Pacify the mind, nourish the brain, benefit the kidney

A profound

  1. Protect your skin: Scientific research shows that Bardamood is one of the most nutritious foods with vitamin E, which can effectively fight free radicals, protect your skin and slow down the aging process.
  2. Good for your heart: They’re high in unsaturated fatty acids, which are known to lower cholesterol and triglycerides, potentially reducing the risk of heart attack.
  3. Help with gut health: Bardamood has prebiotic properties that can improve gut health and promote defecation by increasing the number of beneficial bacteria in the gut.
  4. Weight Control: Eating the wood will make people feel more full, thus helping to control the intake of other high-heat foods. Moreover, the dietary fiber contained in the wood will reduce the absorption rate of fat, thus effectively controlling weight.

Food taboos

Warm, phlegm wet and Yin deficiency people should be careful to eat.
Patients suffering from gout, hyperlipidemia, thyroid disease, respiratory disease, gynecological disease, cutaneous venereal disease, neurological disease are not suitable to eat The wood.
In addition, people working in high temperature environment, people exposed to ionizing radiation, people exposed to chemical toxins, athletes and astronauts are not suitable to eat It.

Dietary recommendations

Stir-fried shrimps with paddan wood


400g fresh shrimp, 50g butterwood, 7-8 kale, 1 tablespoon each of minced spring onion and ginger, salt 2g, marinated shrimp 15ml Guangdong rice wine, 1 tablespoon corn starch, 10ml cooking oil, a pinch of white pepper, 1-2 g salt, 1/4 teaspoon white sugar, a little sesame oil.

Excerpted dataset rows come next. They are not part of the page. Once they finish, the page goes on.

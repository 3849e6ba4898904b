//! Scrolling waterfall history

/// Fixed-size grid of intensity rows, oldest at index 0, newest last
///
/// New rows shift the whole history up by one instead of rotating a write
/// index, so row `rows() - 1` is always the latest frame.
#[derive(Debug, Clone, PartialEq)]
pub struct SpectrumBuffer {
    rows: usize,
    bins: usize,
    data: Vec<u8>,
}

impl SpectrumBuffer {
    pub fn new(rows: usize, bins: usize) -> Self {
        Self {
            rows,
            bins,
            data: vec![0; rows * bins],
        }
    }

    pub fn rows(&self) -> usize {
        self.rows
    }

    pub fn bins(&self) -> usize {
        self.bins
    }

    /// Scroll up one row and write `row` at the bottom
    pub fn push_row(&mut self, row: &[u8]) {
        debug_assert_eq!(row.len(), self.bins);
        if self.rows == 0 {
            return;
        }
        self.data.copy_within(self.bins.., 0);
        let last = (self.rows - 1) * self.bins;
        self.data[last..].copy_from_slice(&row[..self.bins]);
    }

    pub fn row(&self, index: usize) -> Option<&[u8]> {
        (index < self.rows).then(|| &self.data[index * self.bins..(index + 1) * self.bins])
    }

    /// Most recent row; empty when the buffer has no rows
    pub fn newest(&self) -> &[u8] {
        self.row(self.rows().saturating_sub(1)).unwrap_or_default()
    }
}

  1. After removing the shell, cut open the back of the shrimp to remove the shrimp line, and repeatedly clean it with clean water before controlling the drying water.
  2. Add the marinated shrimp with seasoning and marinate for about 15 minutes.

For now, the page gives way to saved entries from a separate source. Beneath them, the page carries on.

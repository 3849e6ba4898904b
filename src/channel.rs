//! Channel protocol client
//!
//! Each server stream (waterfall or audio) is one WebSocket connection opened
//! with a `/<unix-seconds>/<kind>` handshake URI. Text commands go out through
//! a writer task, binary data frames come back through the frame reader.
//!
//! The channel layer is organized into:
//! - `command`: typed text commands and the ordered connect sequences
//! - `session`: connection setup, command writer and frame reader

use std::fmt;
use thiserror::Error;

mod command;
mod session;

pub use command::{
    Command, CommandSink, audio_init_commands, initialize_session, waterfall_init_commands,
};
pub use session::{ChannelSession, CommandSender, FrameReader, connect, handshake_path};

/// Stream kinds served by the radio
#[derive(Debug, Clone, Copy, PartialEq, Eq)]
pub enum StreamKind {
    Waterfall,
    Audio,
}

impl StreamKind {
    /// Path segment identifying the stream in the handshake URI
    pub fn path_segment(&self) -> &'static str {
        match self {
            StreamKind::Waterfall => "W/F",
            StreamKind::Audio => "SND",
        }
    }
}

impl fmt::Display for StreamKind {
    fn fmt(&self, f: &mut fmt::Formatter<'_>) -> fmt::Result {
        match self {
            StreamKind::Waterfall => f.write_str("waterfall"),
            StreamKind::Audio => f.write_str("audio"),
        }
    }
}

/// Channel error types
#[derive(Error, Debug)]
pub enum ChannelError {
    #[error("Failed to connect {kind} channel to {addr}: {source}")]
    Connect {
        kind: StreamKind,
        addr: String,
        #[source]
        source: std::io::Error,
    },
    #[error("Server at {addr} rejected {kind} handshake: {source}")]
    Handshake {
        kind: StreamKind,
        addr: String,
        #[source]
        source: async_tungstenite::tungstenite::Error,
    },
    #[error("{kind} stream closed: {reason}")]
    StreamClosed { kind: StreamKind, reason: String },
}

3, kale off the leaves to peel the skin, oblique knife cut section, onion ginger finely.

  1. Blanch kale and then dry it for later use.

5, the pot of hot oil, under the onion ginger pot.

  1. Add the mustard, season with salt and stir well.
  2. Add the shrimps and stir-fry until discoloured.
  3. Add a little sesame oil and stir well, then finish.